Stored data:
* * *
//! Async session driver.
//!
//! A single task owns the [`Session`] and waits on two sources at once: the
//! input channel and the pending gravity tick. Whichever is ready first is
//! applied, then the presenter sees a fresh snapshot.
//!
//! [`run_session`] is the headless entry point: anything that only produces
//! [`GameAction`]s (scripted input, a network peer, tests) can drive a game
//! through it. The terminal binary builds the same loop from [`Session`] and
//! [`wait_for`] because its event stream also carries events that are not
//! game actions (name entry, ranking filter, resize).

use tokio::sync::mpsc;
use tokio::time::Instant;

use crate::core::{GameResult, GameSnapshot};
use crate::scheduler::TickToken;
use crate::session::Session;
use crate::types::GameAction;

/// Receives state for display.
pub trait Presenter {
    fn present(&mut self, snapshot: &GameSnapshot);

    fn game_over(&mut self, result: &GameResult);
}

/// Sleep until the pending tick fires; pend forever when nothing is armed.
pub async fn wait_for(next: Option<(Instant, TickToken)>) -> TickToken {
    match next {
        Some((deadline, token)) => {
            tokio::time::sleep_until(deadline).await;
            token
        }
        None => std::future::pending().await,
    }
}

/// Drive `session` until the input channel closes, then hand it back.
pub async fn run_session<P: Presenter>(
    mut session: Session,
    mut inputs: mpsc::Receiver<GameAction>,
    presenter: &mut P,
) -> Session {
    let mut snapshot = GameSnapshot::default();
    session.snapshot_into(&mut snapshot);
    presenter.present(&snapshot);

    loop {
        let next = session.next_tick();

        tokio::select! {
            maybe = inputs.recv() => {
                let Some(action) = maybe else {
                    break;
                };
                if session.apply(action) {
                    session.snapshot_into(&mut snapshot);
                    presenter.present(&snapshot);
                }
                if let Some(result) = session.take_game_over() {
                    presenter.game_over(&result);
                }
            }
            token = wait_for(next) => {
                let ended = session.fire(token);
                session.snapshot_into(&mut snapshot);
                presenter.present(&snapshot);
                if let Some(result) = ended {
                    presenter.game_over(&result);
                }
            }
        }
    }

    session
}
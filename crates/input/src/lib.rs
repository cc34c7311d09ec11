//! Terminal input module (engine-facing).
//!
//! Maps `crossterm` key events into [`crate::types::GameAction`] and provides
//! the line editor used for the score-entry prompt. Independent of any
//! rendering code.

pub mod map;
pub mod name_entry;

pub use tetris_ladder_types as types;

pub use map::{handle_key_event, is_ranking_cycle, should_quit};
pub use name_entry::{NameEdit, NameEntry, NAME_MAX_CHARS};
//! Session: one game plus its gravity clock.
//!
//! The session is the only owner of the [`GameState`]. Input actions and
//! gravity ticks both go through it, so they are serialized. After every
//! action the tick scheduler is brought back in line with the phase:
//! running means exactly one pending tick, anything else means none.

use tokio::time::Instant;

use crate::core::{GameResult, GameSnapshot, GameState};
use crate::event_log::{EventLog, SessionEvent};
use crate::scheduler::{TickScheduler, TickToken};
use crate::types::{GameAction, Phase};

pub struct Session {
    state: GameState,
    scheduler: TickScheduler,
    log: Option<EventLog>,
    /// Set when the game ends; taken by the driver.
    finished: Option<GameResult>,
}

impl Session {
    pub fn new(state: GameState) -> Self {
        Self {
            state,
            scheduler: TickScheduler::new(),
            log: None,
            finished: None,
        }
    }

    pub fn with_event_log(mut self, log: Option<EventLog>) -> Self {
        self.log = log;
        self
    }

    pub fn state(&self) -> &GameState {
        &self.state
    }

    pub fn scheduler(&self) -> &TickScheduler {
        &self.scheduler
    }

    pub fn snapshot_into(&self, out: &mut GameSnapshot) {
        self.state.snapshot_into(out);
    }

    pub fn snapshot(&self) -> GameSnapshot {
        self.state.snapshot()
    }

    /// The pending tick, if any.
    pub fn next_tick(&self) -> Option<(Instant, TickToken)> {
        self.scheduler.pending()
    }

    /// Apply one input action. Returns whether the game state changed.
    pub fn apply(&mut self, action: GameAction) -> bool {
        let before = self.state.phase();

        if action == GameAction::Restart {
            // Drop the in-flight tick before the state it belongs to.
            self.scheduler.cancel();
        }

        let changed = self.state.apply_action(action);
        if !changed {
            return false;
        }

        let after = self.state.phase();
        match (before, after) {
            _ if action == GameAction::Restart => self.record(SessionEvent::Restarted),
            (Phase::Idle, Phase::Running | Phase::GameOver) => {
                let config = *self.state.config();
                self.record(SessionEvent::Started {
                    mode: config.mode,
                    start_level: config.start_level,
                });
            }
            (Phase::Running, Phase::Paused) => self.record(SessionEvent::Paused),
            (Phase::Paused, Phase::Running) => self.record(SessionEvent::Resumed),
            _ => {}
        }

        // A hard drop locks immediately; give the next piece a full interval.
        let locked = self.after_lock(before);
        if locked && self.state.is_running() {
            self.scheduler.arm(self.state.drop_interval());
        }

        self.sync_scheduler();
        true
    }

    /// Run the tick identified by `token`.
    ///
    /// Stale tokens are ignored. Returns the final result when this tick
    /// ended the game.
    pub fn fire(&mut self, token: TickToken) -> Option<GameResult> {
        if !self.scheduler.accept(token) {
            return None;
        }

        let before = self.state.phase();
        self.state.tick();
        self.after_lock(before);

        if self.state.is_running() {
            self.scheduler.arm(self.state.drop_interval());
        }
        self.finished.take()
    }

    /// Result of a game that ended during [`Session::apply`].
    pub fn take_game_over(&mut self) -> Option<GameResult> {
        self.finished.take()
    }

    /// Log the last lock (if any) and detect the transition to game over.
    fn after_lock(&mut self, before: Phase) -> bool {
        let lock = self.state.take_last_lock();
        if let Some(event) = lock {
            self.record(SessionEvent::locked(&event));
            if event.level_changed {
                self.record(SessionEvent::LevelUp {
                    level: event.level,
                    drop_interval_ms: self.state.drop_interval().as_millis() as u32,
                });
            }
        }

        if before != Phase::GameOver && self.state.phase() == Phase::GameOver {
            if let Some(result) = self.state.result() {
                self.record(SessionEvent::game_over(&result));
                self.finished = Some(result);
            }
        }
        lock.is_some()
    }

    fn sync_scheduler(&mut self) {
        if self.state.is_running() {
            if !self.scheduler.is_armed() {
                self.scheduler.arm(self.state.drop_interval());
            }
        } else if self.scheduler.is_armed() {
            self.scheduler.cancel();
        }
    }

    fn record(&self, event: SessionEvent) {
        if let Some(log) = &self.log {
            log.record(event);
        }
    }

    /// Flush and close the event log, if one is attached.
    pub async fn shutdown(mut self) {
        if let Some(log) = self.log.take() {
            log.close().await;
        }
    }
}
* * *
• What you need to do: Return every line above in which the string "TickScheduler" occurs.

• Exercise output:
use crate::scheduler::{TickScheduler, TickToken};
    scheduler: TickScheduler,
            scheduler: TickScheduler::new(),
    pub fn scheduler(&self) -> &TickScheduler {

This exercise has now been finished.